This notebook is based on datascientistworkbench.com's tutorial notebook for predicting flight delay.

## Loading SystemML 

To use one of the released version, use <code>%AddDeps org.apache.systemml systemml 1.2.0</code>.

In [None]:
%AddDeps org.apache.systemml systemml 1.2.0

Use Spark's CSV package for loading the CSV file

In [None]:
%AddDeps com.databricks spark-csv_2.10 1.4.0

## Import Data

Download the airline dataset from <a href="stat-computing.org">stat-computing.org<a> if not already downloaded

In [None]:
import sys.process._
import java.net.URL
import java.io.File
val url = "http://stat-computing.org/dataexpo/2009/2007.csv.bz2"
val localFilePath = "airline2007.csv.bz2"
if(!new java.io.File(localFilePath).exists) {
    new URL(url) #> new File(localFilePath) !!
}

Load the dataset into DataFrame using Spark CSV package

In [None]:
import org.apache.spark.sql.SQLContext
import org.apache.spark.storage.StorageLevel
val sqlContext = new SQLContext(sc)
val fmt = sqlContext.read.format("com.databricks.spark.csv")
val opt = fmt.options(Map("header"->"true", "inferSchema"->"true"))
val airline = opt.load(localFilePath).na.replace( "*", Map("NA" -> "0.0") )

In [None]:
airline.printSchema

## Data Exploration
Which airports have the most delays?

In [None]:
airline.registerTempTable("airline")
sqlContext.sql("""SELECT Origin, count(*) conFlight, avg(DepDelay) delay
                    FROM airline
                    GROUP BY Origin
                    ORDER BY delay DESC""").show(40)

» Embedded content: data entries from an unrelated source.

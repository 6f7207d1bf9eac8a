#![cfg_attr(docsrs, feature(doc_cfg, doc_auto_cfg))]

//! Typed client for the dashboard's API proxy.
//!
//! Every proxy endpoint answers with the same JSON envelope:
//!
//! ```json
//! { "success": true, "message": "ok", "data": { ... } }
//! ```
//!
//! [`api_call`] issues one request through an [`HttpApiClient`], checks the HTTP status and the
//! envelope and returns only the `data` payload. It is the single place where transport and HTTP
//! failures are translated into [`ApiError`]s, nothing above it ever sees a raw response.

use std::collections::BTreeMap;
use std::future::Future;

use http::Method;
use serde::de::DeserializeOwned;
use serde::{Deserialize, Serialize};
use serde_json::Value;

pub use dashboard_http_error::{api_bail, api_err, ApiError};

mod api_path_builder;
pub use api_path_builder::ApiPathBuilder;

mod body;
pub use body::RequestBody;

pub mod config;
pub use config::ClientConfig;

pub mod cookies;
pub use cookies::SessionCookies;

pub mod multipart;
pub use multipart::{MultipartEncode, MultipartForm};

#[cfg(feature = "hyper-client")]
mod client;
#[cfg(feature = "hyper-client")]
pub use client::Client;

/// HTTP client backend trait. This should be implemented for a HTTP client capable of talking to
/// the same-origin API proxy.
///
/// Credentials are the backend's business: a browser-like runtime attaches the session cookies,
/// callers never pass them in.
pub trait HttpApiClient {
    /// An API call should return a status code and the raw body.
    type ResponseFuture<'a>: Future<Output = Result<HttpApiResponse, ApiError>> + 'a
    where
        Self: 'a;

    /// An asynchronous request with a path and query component (no hostname) and a body, of
    /// which the response body is read to completion.
    ///
    /// Failures before a response was received must be reported as transport errors
    /// ([`ApiError::transport`]), any received response must be returned as is.
    fn request<'a>(
        &'a self,
        method: Method,
        path_and_query: &'a str,
        body: RequestBody,
    ) -> Self::ResponseFuture<'a>;

    /// Calls `self.request` with `Method::GET` and no body.
    fn get<'a>(&'a self, path_and_query: &'a str) -> Self::ResponseFuture<'a> {
        self.request(Method::GET, path_and_query, RequestBody::Empty)
    }

    /// Calls `self.request` with `Method::POST`.
    fn post<'a>(&'a self, path_and_query: &'a str, body: RequestBody) -> Self::ResponseFuture<'a> {
        self.request(Method::POST, path_and_query, body)
    }

    /// Calls `self.request` with `Method::PATCH`.
    fn patch<'a>(&'a self, path_and_query: &'a str, body: RequestBody) -> Self::ResponseFuture<'a> {
        self.request(Method::PATCH, path_and_query, body)
    }

    /// Calls `self.request` with `Method::PUT`.
    fn put<'a>(&'a self, path_and_query: &'a str, body: RequestBody) -> Self::ResponseFuture<'a> {
        self.request(Method::PUT, path_and_query, body)
    }

    /// Calls `self.request` with `Method::DELETE` and no body.
    fn delete<'a>(&'a self, path_and_query: &'a str) -> Self::ResponseFuture<'a> {
        self.request(Method::DELETE, path_and_query, RequestBody::Empty)
    }
}

/// Issue one request and decode the envelope, returning only its `data`.
///
/// A `data` of `null` (or a missing `data` field) is passed on as JSON `null`, so `Option<T>` and
/// `()` callers get `None` and `()`.
pub async fn api_call<T, C>(
    client: &C,
    method: Method,
    path_and_query: &str,
    body: RequestBody,
) -> Result<T, ApiError>
where
    C: HttpApiClient,
    T: DeserializeOwned,
{
    tracing::debug!("api call: {method} {path_and_query}");
    let response = client.request(method.clone(), path_and_query, body).await;
    let result = response.and_then(|response| response.expect_json::<T>());
    if let Err(err) = &result {
        tracing::warn!(
            "api call {method} {path_and_query} failed (status {}): {}",
            err.status,
            err.message
        );
    }
    result
}

/// A response from the HTTP API as required by the [`HttpApiClient`] trait.
#[derive(Clone, Debug)]
pub struct HttpApiResponse {
    pub status: u16,
    pub content_type: Option<String>,
    /// Raw `Set-Cookie` header values, in order.
    pub set_cookie: Vec<String>,
    pub body: Vec<u8>,
}

impl HttpApiResponse {
    /// A JSON response without cookies, mostly useful for tests and mock backends.
    pub fn json(status: u16, body: impl Into<Vec<u8>>) -> Self {
        Self {
            status,
            content_type: Some("application/json".to_string()),
            set_cookie: Vec::new(),
            body: body.into(),
        }
    }

    pub fn is_success(&self) -> bool {
        (200..300).contains(&self.status)
    }

    /// Expect a successful JSON envelope and return its `data`.
    pub fn expect_json<T>(self) -> Result<T, ApiError>
    where
        T: DeserializeOwned,
    {
        let data = self.checked_envelope()?.data.unwrap_or(Value::Null);
        let missing = data.is_null();

        serde_json::from_value(data).map_err(|err| {
            if missing {
                ApiError::new(self.status, "api returned no data")
            } else {
                ApiError::new(self.status, format!("api returned unexpected data: {err}"))
            }
        })
    }

    /// Expect a successful JSON envelope, ignoring whatever is in its `data` field.
    pub fn nodata(self) -> Result<(), ApiError> {
        let envelope = self.checked_envelope()?;
        if envelope.data.as_ref().is_some_and(|data| !data.is_null()) {
            tracing::trace!("discarding data of a response expected to carry none");
        }
        Ok(())
    }

    fn checked_envelope(&self) -> Result<RawEnvelope, ApiError> {
        if !self.is_success() {
            return Err(self.error_from_body());
        }

        self.assert_json_content_type()?;

        let envelope = serde_json::from_slice::<RawEnvelope>(&self.body).map_err(|err| {
            ApiError::new(self.status, format!("failed to parse api response: {err}"))
        })?;

        envelope.check(self.status)
    }

    fn assert_json_content_type(&self) -> Result<(), ApiError> {
        match self
            .content_type
            .as_deref()
            .and_then(|v| v.split(';').next())
            .map(str::trim)
        {
            Some("application/json") | None => Ok(()),
            Some(other) => Err(ApiError::new(
                self.status,
                format!("expected json body, got {other}"),
            )),
        }
    }

    /// Build the error for a non-2xx response, preferring the server's own message.
    fn error_from_body(&self) -> ApiError {
        match serde_json::from_slice::<RawEnvelope>(&self.body) {
            Ok(envelope) if envelope.message.is_some() => envelope.into_error(self.status),
            _ => ApiError::from_status(self.status),
        }
    }
}

/// The envelope every proxy endpoint answers with.
///
/// `success: false` implies `data` is absent and `message` is a human readable cause.
#[derive(Clone, Debug, PartialEq, Serialize, Deserialize)]
pub struct ApiEnvelope<T> {
    pub success: bool,
    pub message: String,
    #[serde(default, skip_serializing_if = "Option::is_none")]
    pub data: Option<T>,
}

impl<T> ApiEnvelope<T> {
    pub fn ok(data: T) -> Self {
        Self {
            success: true,
            message: "success".to_string(),
            data: Some(data),
        }
    }

    pub fn error(message: impl Into<String>) -> Self {
        Self {
            success: false,
            message: message.into(),
            data: None,
        }
    }
}

/// Lenient view of an envelope, proxies are not always consistent about which fields they send.
#[derive(Deserialize)]
struct RawEnvelope {
    #[serde(default)]
    success: Option<bool>,
    #[serde(default)]
    message: Option<String>,
    #[serde(default)]
    data: Option<Value>,

    /// Per field validation errors.
    #[serde(default)]
    errors: BTreeMap<String, String>,
}

impl RawEnvelope {
    fn check(self, status: u16) -> Result<Self, ApiError> {
        if self.success == Some(true) {
            return Ok(self);
        }
        Err(self.into_error(status))
    }

    fn into_error(self, status: u16) -> ApiError {
        let mut message = self
            .message
            .filter(|message| !message.is_empty())
            .unwrap_or_else(|| "no message provided".to_string());
        for (param, error) in self.errors {
            use std::fmt::Write;
            let _ = write!(message, "\n{param}: {error}");
        }

        ApiError::new(status, message)
    }
}

impl<C> HttpApiClient for &C
where
    C: HttpApiClient,
{
    type ResponseFuture<'a>
        = C::ResponseFuture<'a>
    where
        Self: 'a;

    fn request<'a>(
        &'a self,
        method: Method,
        path_and_query: &'a str,
        body: RequestBody,
    ) -> Self::ResponseFuture<'a> {
        C::request(self, method, path_and_query, body)
    }
}

impl<C> HttpApiClient for std::sync::Arc<C>
where
    C: HttpApiClient,
{
    type ResponseFuture<'a>
        = C::ResponseFuture<'a>
    where
        Self: 'a;

    fn request<'a>(
        &'a self,
        method: Method,
        path_and_query: &'a str,
        body: RequestBody,
    ) -> Self::ResponseFuture<'a> {
        C::request(self, method, path_and_query, body)
    }
}

impl<C> HttpApiClient for std::rc::Rc<C>
where
    C: HttpApiClient,
{
    type ResponseFuture<'a>
        = C::ResponseFuture<'a>
    where
        Self: 'a;

    fn request<'a>(
        &'a self,
        method: Method,
        path_and_query: &'a str,
        body: RequestBody,
    ) -> Self::ResponseFuture<'a> {
        C::request(self, method, path_and_query, body)
    }
}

## Modeling: Logistic Regression

Predict departure delays of greater than 15 of flights from JFK

In [None]:
sqlContext.udf.register("checkDelay", (depDelay:String) => try { if(depDelay.toDouble > 15) 1.0 else 2.0 } catch { case e:Exception => 1.0 })
val tempSmallAirlineData = sqlContext.sql("SELECT *, checkDelay(DepDelay) label FROM airline WHERE Origin = 'JFK'").persist(StorageLevel.MEMORY_AND_DISK)
val tempDestSet = tempSmallAirlineData.select("Dest").map(y => (y.get(0).toString, 1)).groupByKey(_._1).reduceGroups((a, b) => (a._1, a._2 + b._2)).map(_._2).filter(_._2 > 1000).toDF//.collect.toList
tempDestSet.registerTempTable("tempdest")

tempSmallAirlineData.registerTempTable("tempairline")
val smallAirlineData = sqlContext.sql("SELECT * FROM tempairline WHERE Dest in (SELECT _1 FROM tempdest)")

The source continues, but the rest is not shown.